YOUR OBJECTIVE: Filtering the records below, copy only those lines that include the word "BirdEntry".

Dataset items
########################################

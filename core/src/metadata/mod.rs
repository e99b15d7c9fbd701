//! The metadata spreadsheet: which bird each bird code stands for, and which tags each tag
//! code expands to.
//!
//! The workbook needs two sheets:
//!
//! - `Birds`: one header row, then `code | common name | second common name | scientific name`.
//! - `Tags`: two header rows, then `code | tag | tag | ...` with as many tags as needed.
//!
//! A row whose first cell is `-` ends its sheet; everything below it is ignored.

pub mod workbook;

use std::{collections::HashMap, path::Path};

use log::{debug, info, warn};

use crate::errors::MetadataError;
use workbook::{CalamineWorkbook, Rows, Workbook};

pub const BIRDS_SHEET: &str = "Birds";
pub const TAGS_SHEET: &str = "Tags";
/// First-column value that marks the end of a sheet.
pub const END_OF_SHEET: &str = "-";

/// 0-based index of the first data row of the `Birds` sheet.
const BIRDS_FIRST_ROW: usize = 1;
/// 0-based index of the first data row of the `Tags` sheet.
const TAGS_FIRST_ROW: usize = 2;

#[derive(Clone, Debug, PartialEq, Eq)]
pub struct BirdEntry {
    pub code: String,
    pub common_name_a: String,
    pub common_name_b: String,
    pub scientific_name: String,
}

#[derive(Clone, Debug, PartialEq, Eq)]
pub struct TagSet {
    pub code: String,
    pub tags: Vec<String>,
}

/// Lookup tables built from the metadata spreadsheet.
#[derive(Clone, Debug, Default, PartialEq, Eq)]
pub struct MetadataStore {
    birds: HashMap<String, BirdEntry>,
    tags: HashMap<String, TagSet>,
}

impl MetadataStore {
    /// Read and validate the spreadsheet at `path`.
    ///
    /// # Errors
    ///
    /// Any malformed row, or a missing file or sheet, is fatal: see [`MetadataError`].
    #[inline]
    pub fn load(path: &Path) -> Result<Self, MetadataError> {
        info!("Loading metadata from {}", path.display());
        let mut workbook = CalamineWorkbook::open(path)?;
        Self::from_workbook(&mut workbook)
    }

    /// Build the lookup tables from an already opened workbook.
    ///
    /// # Errors
    ///
    /// See [`MetadataStore::load`].
    #[inline]
    pub fn from_workbook<W: Workbook>(workbook: &mut W) -> Result<Self, MetadataError> {
        let birds = workbook
            .rows(BIRDS_SHEET)?
            .ok_or_else(|| MetadataError::MissingSheet(BIRDS_SHEET.to_string()))?;
        let tags = workbook
            .rows(TAGS_SHEET)?
            .ok_or_else(|| MetadataError::MissingSheet(TAGS_SHEET.to_string()))?;

        let store = Self {
            birds: parse_birds(&birds)?,
            tags: parse_tags(&tags)?,
        };
        info!(
            "Loaded {} bird codes and {} tag codes",
            store.birds.len(),
            store.tags.len()
        );

        Ok(store)
    }

    #[must_use]
    #[inline]
    pub fn bird(&self, code: &str) -> Option<&BirdEntry> {
        self.birds.get(code)
    }

    #[must_use]
    #[inline]
    pub fn tag_set(&self, code: &str) -> Option<&TagSet> {
        self.tags.get(code)
    }

    #[must_use]
    #[inline]
    pub const fn birds(&self) -> &HashMap<String, BirdEntry> {
        &self.birds
    }

    #[must_use]
    #[inline]
    pub const fn tags(&self) -> &HashMap<String, TagSet> {
        &self.tags
    }
}

/// Iterate the data rows of a sheet as `(1-based row number, cells)`, stopping at the
/// [`END_OF_SHEET`] marker.
fn data_rows(rows: &Rows, first_row: usize) -> impl Iterator<Item = (usize, &[String])> {
    rows.iter()
        .enumerate()
        .skip(first_row)
        .map(|(i, row)| (i + 1, row.as_slice()))
        .take_while(|(row_number, row)| {
            let done = cell(row, 0) == END_OF_SHEET;
            if done {
                debug!("End of sheet marker at row {row_number}");
            }
            !done
        })
}

fn cell(row: &[String], index: usize) -> &str {
    row.get(index).map_or("", |cell| cell.trim())
}

fn parse_birds(rows: &Rows) -> Result<HashMap<String, BirdEntry>, MetadataError> {
    let mut birds = HashMap::new();

    for (row, cells) in data_rows(rows, BIRDS_FIRST_ROW) {
        let code = cell(cells, 0);
        let names = [
            ("first common name", cell(cells, 1)),
            ("second common name", cell(cells, 2)),
            ("scientific name", cell(cells, 3)),
        ];

        if code.is_empty() {
            if names.iter().any(|(_, name)| !name.is_empty()) {
                return Err(MetadataError::MissingBirdCode { row });
            }
            continue;
        }

        if let Some(&(field, _)) = names.iter().find(|(_, name)| name.is_empty()) {
            return Err(MetadataError::IncompleteBird {
                row,
                code: code.to_string(),
                field,
            });
        }

        let [(_, common_name_a), (_, common_name_b), (_, scientific_name)] = names;
        let entry = BirdEntry {
            code: code.to_string(),
            common_name_a: common_name_a.to_string(),
            common_name_b: common_name_b.to_string(),
            scientific_name: scientific_name.to_string(),
        };
        if birds.insert(code.to_string(), entry).is_some() {
            warn!(
                "Birds row {row}: bird code \"{code}\" is defined more than once, using this row"
            );
        }
    }

    Ok(birds)
}

fn parse_tags(rows: &Rows) -> Result<HashMap<String, TagSet>, MetadataError> {
    let mut tag_sets = HashMap::new();

    for (row, cells) in data_rows(rows, TAGS_FIRST_ROW) {
        let code = cell(cells, 0);
        let tags: Vec<String> = cells
            .iter()
            .skip(1)
            .map(|tag| tag.trim())
            .filter(|tag| !tag.is_empty())
            .map(ToString::to_string)
            .collect();

        if code.is_empty() {
            if !tags.is_empty() {
                return Err(MetadataError::MissingTagCode { row });
            }
            continue;
        }

        if tags.is_empty() {
            warn!("Tags row {row}: tag code \"{code}\" has no tags");
        }

        let tag_set = TagSet {
            code: code.to_string(),
            tags,
        };
        if tag_sets.insert(code.to_string(), tag_set).is_some() {
            warn!("Tags row {row}: tag code \"{code}\" is defined more than once, using this row");
        }
    }

    Ok(tag_sets)
}
//! The gate between resolving photos and uploading them.

use std::fmt::Write;

use log::warn;

use crate::photo::{PhotoDetails, PhotoRecord};

/// Check that every record is valid.
///
/// Writes one line to `out` for each invalid record, naming the file and what is wrong with it,
/// so every problem can be fixed in one go. An empty set of records is valid.
///
/// # Errors
///
/// Returns an error if writing to `out` fails.
#[inline]
pub fn aggregate<W: Write>(records: &[PhotoRecord], out: &mut W) -> Result<bool, std::fmt::Error> {
    let mut valid = true;

    for record in records {
        if let PhotoRecord::Invalid { filename, reason } = record {
            warn!("Invalid photo {}: {reason}", filename.display());
            writeln!(out, "{}: {reason}", filename.display())?;
            valid = false;
        }
    }

    Ok(valid)
}

/// Unwrap the records of a run that passed [`aggregate`].
///
/// # Panics
///
/// In debug builds, panics if any record is invalid.
#[must_use]
#[inline]
pub fn into_uploadable(records: Vec<PhotoRecord>) -> Vec<PhotoDetails> {
    debug_assert!(
        records.iter().all(PhotoRecord::is_valid),
        "invalid records must be rejected before uploading"
    );
    records.into_iter().filter_map(PhotoRecord::into_valid).collect()
}
use std::fmt::{self, Write};

use ornitag_core::upload::UploadReport;

/// One line per failure in the report.
pub fn failures<W: Write>(report: &UploadReport, out: &mut W) -> fmt::Result {
    for failure in &report.failures {
        writeln!(out, "{failure}")?;
    }
    Ok(())
}

pub fn summary<W: Write>(report: &UploadReport, dry_run: bool, out: &mut W) -> fmt::Result {
    if dry_run {
        write!(out, "Dry run, nothing was changed: ")?;
    }
    writeln!(out, "{report}")?;

    if !report.albums_created.is_empty() {
        writeln!(out, "New albums:")?;
        for title in &report.albums_created {
            writeln!(out, "\t{title}")?;
        }
    }
    Ok(())
}
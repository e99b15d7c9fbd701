//! Access to the sheets of a spreadsheet, as rows of plain strings.

use std::{
    collections::HashMap,
    fs::File,
    io::BufReader,
    path::Path,
};

use calamine::{Data, Range, Reader, Sheets, open_workbook_auto};

use crate::errors::MetadataError;

/// A grid of cells, row-major, every cell rendered as a trimmed string.
pub type Rows = Vec<Vec<String>>;

/// Something that can hand out the contents of a named sheet.
pub trait Workbook {
    /// The rows of the sheet named `sheet`, starting at the sheet's very first row,
    /// or `None` if the workbook has no such sheet.
    ///
    /// # Errors
    ///
    /// Returns an error if the sheet exists but could not be read.
    fn rows(&mut self, sheet: &str) -> Result<Option<Rows>, MetadataError>;
}

/// A workbook on disk (`.xlsx`, `.xlsm`, `.xls`, or `.ods`), read with [`calamine`].
pub struct CalamineWorkbook {
    sheets: Sheets<BufReader<File>>,
}

impl CalamineWorkbook {
    /// Open the workbook at `path`, picking the format from the file extension.
    ///
    /// # Errors
    ///
    /// Returns an error if the file does not exist or is not a spreadsheet calamine understands.
    #[inline]
    pub fn open(path: &Path) -> Result<Self, MetadataError> {
        if !path.is_file() {
            return Err(MetadataError::NotFound(path.to_path_buf()));
        }

        let sheets = open_workbook_auto(path).map_err(|e| MetadataError::Open {
            path: path.to_path_buf(),
            reason: e.to_string(),
        })?;

        Ok(Self { sheets })
    }
}

impl Workbook for CalamineWorkbook {
    #[inline]
    fn rows(&mut self, sheet: &str) -> Result<Option<Rows>, MetadataError> {
        if !self.sheets.sheet_names().iter().any(|name| name == sheet) {
            return Ok(None);
        }

        let range = self
            .sheets
            .worksheet_range(sheet)
            .map_err(|e| MetadataError::Read {
                sheet: sheet.to_string(),
                reason: e.to_string(),
            })?;

        Ok(Some(range_to_rows(&range)))
    }
}

/// A calamine range only covers the used area of a sheet, so pad it back out to start at `A1`,
/// keeping row and column positions meaningful.
fn range_to_rows(range: &Range<Data>) -> Rows {
    let (first_row, first_col) = range.start().unwrap_or((0, 0));

    let padding = std::iter::repeat_with(Vec::new).take(first_row as usize);
    let used = range.rows().map(|row| {
        std::iter::repeat_n(String::new(), first_col as usize)
            .chain(row.iter().map(|cell| cell.to_string().trim().to_string()))
            .collect()
    });

    padding.chain(used).collect()
}

/// A workbook held entirely in memory.
#[derive(Clone, Debug, Default, PartialEq, Eq)]
pub struct MemoryWorkbook {
    sheets: HashMap<String, Rows>,
}

impl MemoryWorkbook {
    #[must_use]
    #[inline]
    pub fn new() -> Self {
        Self::default()
    }

    /// Add (or replace) a sheet.
    #[must_use]
    #[inline]
    pub fn with_sheet<R, C>(mut self, name: &str, rows: R) -> Self
    where
        R: IntoIterator<Item = C>,
        C: IntoIterator,
        C::Item: AsRef<str>,
    {
        let rows = rows
            .into_iter()
            .map(|row| {
                row.into_iter()
                    .map(|cell| cell.as_ref().trim().to_string())
                    .collect()
            })
            .collect();
        self.sheets.insert(name.to_string(), rows);
        self
    }
}

impl Workbook for MemoryWorkbook {
    #[inline]
    fn rows(&mut self, sheet: &str) -> Result<Option<Rows>, MetadataError> {
        Ok(self.sheets.get(sheet).cloned())
    }
}
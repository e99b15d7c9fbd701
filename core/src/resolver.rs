//! Finding photos on disk and matching them to the metadata through their directory names.
//!
//! Photos live exactly two directories below the root: `<bird code>/<tag code>/photo.jpg`,
//! or `<tag code>/<bird code>/photo.jpg` when the roles are swapped.

use std::{
    io,
    path::{Component, Path, PathBuf},
};

use log::{debug, warn};
use walkdir::WalkDir;

use crate::{
    metadata::MetadataStore,
    photo::{InvalidReason, PhotoRecord},
};

/// File extensions (compared case-insensitively) considered to be photos.
pub const PHOTO_EXTENSIONS: [&str; 2] = ["jpg", "jpeg"];

/// Find every `*/*/*.{jpg,jpeg}` below `root`, in a deterministic (sorted) order.
///
/// # Errors
///
/// Returns an error if `root` is not a directory.
#[inline]
pub fn discover(root: &Path) -> io::Result<Vec<PathBuf>> {
    if !root.is_dir() {
        return Err(io::Error::new(
            io::ErrorKind::NotFound,
            format!("{} is not a directory", root.display()),
        ));
    }

    let photos = WalkDir::new(root)
        .min_depth(3)
        .max_depth(3)
        .sort_by_file_name()
        .into_iter()
        .filter_map(|entry| {
            entry
                .map_err(|e| warn!("Error reading path: {e}"))
                .ok()
        })
        .filter(|entry| entry.file_type().is_file() && is_photo(entry.path()))
        .map(walkdir::DirEntry::into_path)
        .collect();

    Ok(photos)
}

fn is_photo(path: &Path) -> bool {
    path.extension()
        .and_then(|ext| ext.to_str())
        .is_some_and(|ext| {
            PHOTO_EXTENSIONS
                .iter()
                .any(|known| ext.eq_ignore_ascii_case(known))
        })
}

/// Resolves photo paths below `root` into [`PhotoRecord`]s.
#[derive(Debug)]
pub struct PathResolver<'a> {
    store: &'a MetadataStore,
    root: PathBuf,
    roles_swapped: bool,
}

impl<'a> PathResolver<'a> {
    #[must_use]
    #[inline]
    pub fn new(store: &'a MetadataStore, root: impl Into<PathBuf>, roles_swapped: bool) -> Self {
        Self {
            store,
            root: root.into(),
            roles_swapped,
        }
    }

    /// Resolve a single photo.
    ///
    /// `file` may be given relative to the root, or with the root as a prefix.
    #[must_use]
    #[inline]
    pub fn resolve(&self, file: &Path) -> PhotoRecord {
        let relative = file.strip_prefix(&self.root).unwrap_or(file);
        let filename = self.root.join(relative);

        let (first, second) = match code_segments(relative) {
            Ok(codes) => codes,
            Err(reason) => return PhotoRecord::Invalid { filename, reason },
        };
        let (bird_code, tag_code) = if self.roles_swapped {
            (second, first)
        } else {
            (first, second)
        };
        debug!(
            "{}: bird code \"{bird_code}\", tag code \"{tag_code}\"",
            relative.display()
        );

        let Some(bird) = self.store.bird(bird_code) else {
            return PhotoRecord::Invalid {
                filename,
                reason: InvalidReason::UnknownBird(bird_code.to_string()),
            };
        };
        let Some(tag_set) = self.store.tag_set(tag_code) else {
            return PhotoRecord::Invalid {
                filename,
                reason: InvalidReason::UnknownTagCode(tag_code.to_string()),
            };
        };

        PhotoRecord::from_metadata(filename, bird, tag_set)
    }

    #[must_use]
    #[inline]
    pub fn resolve_all(&self, files: &[PathBuf]) -> Vec<PhotoRecord> {
        files.iter().map(|file| self.resolve(file)).collect()
    }
}

/// The two directory names of a `<dir>/<dir>/<file>` path.
fn code_segments(relative: &Path) -> Result<(&str, &str), InvalidReason> {
    let mut components = relative.components();
    let (
        Some(Component::Normal(first)),
        Some(Component::Normal(second)),
        Some(Component::Normal(_)),
        None,
    ) = (
        components.next(),
        components.next(),
        components.next(),
        components.next(),
    )
    else {
        return Err(InvalidReason::UnexpectedLayout);
    };

    match (first.to_str(), second.to_str()) {
        (Some(first), Some(second)) => Ok((first, second)),
        _ => Err(InvalidReason::NonUtf8Code),
    }
}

########################################

YOUR RESPONSE:
pub struct BirdEntry {
    birds: HashMap<String, BirdEntry>,
    pub fn bird(&self, code: &str) -> Option<&BirdEntry> {
    pub const fn birds(&self) -> &HashMap<String, BirdEntry> {
fn parse_birds(rows: &Rows) -> Result<HashMap<String, BirdEntry>, MetadataError> {
        let entry = BirdEntry {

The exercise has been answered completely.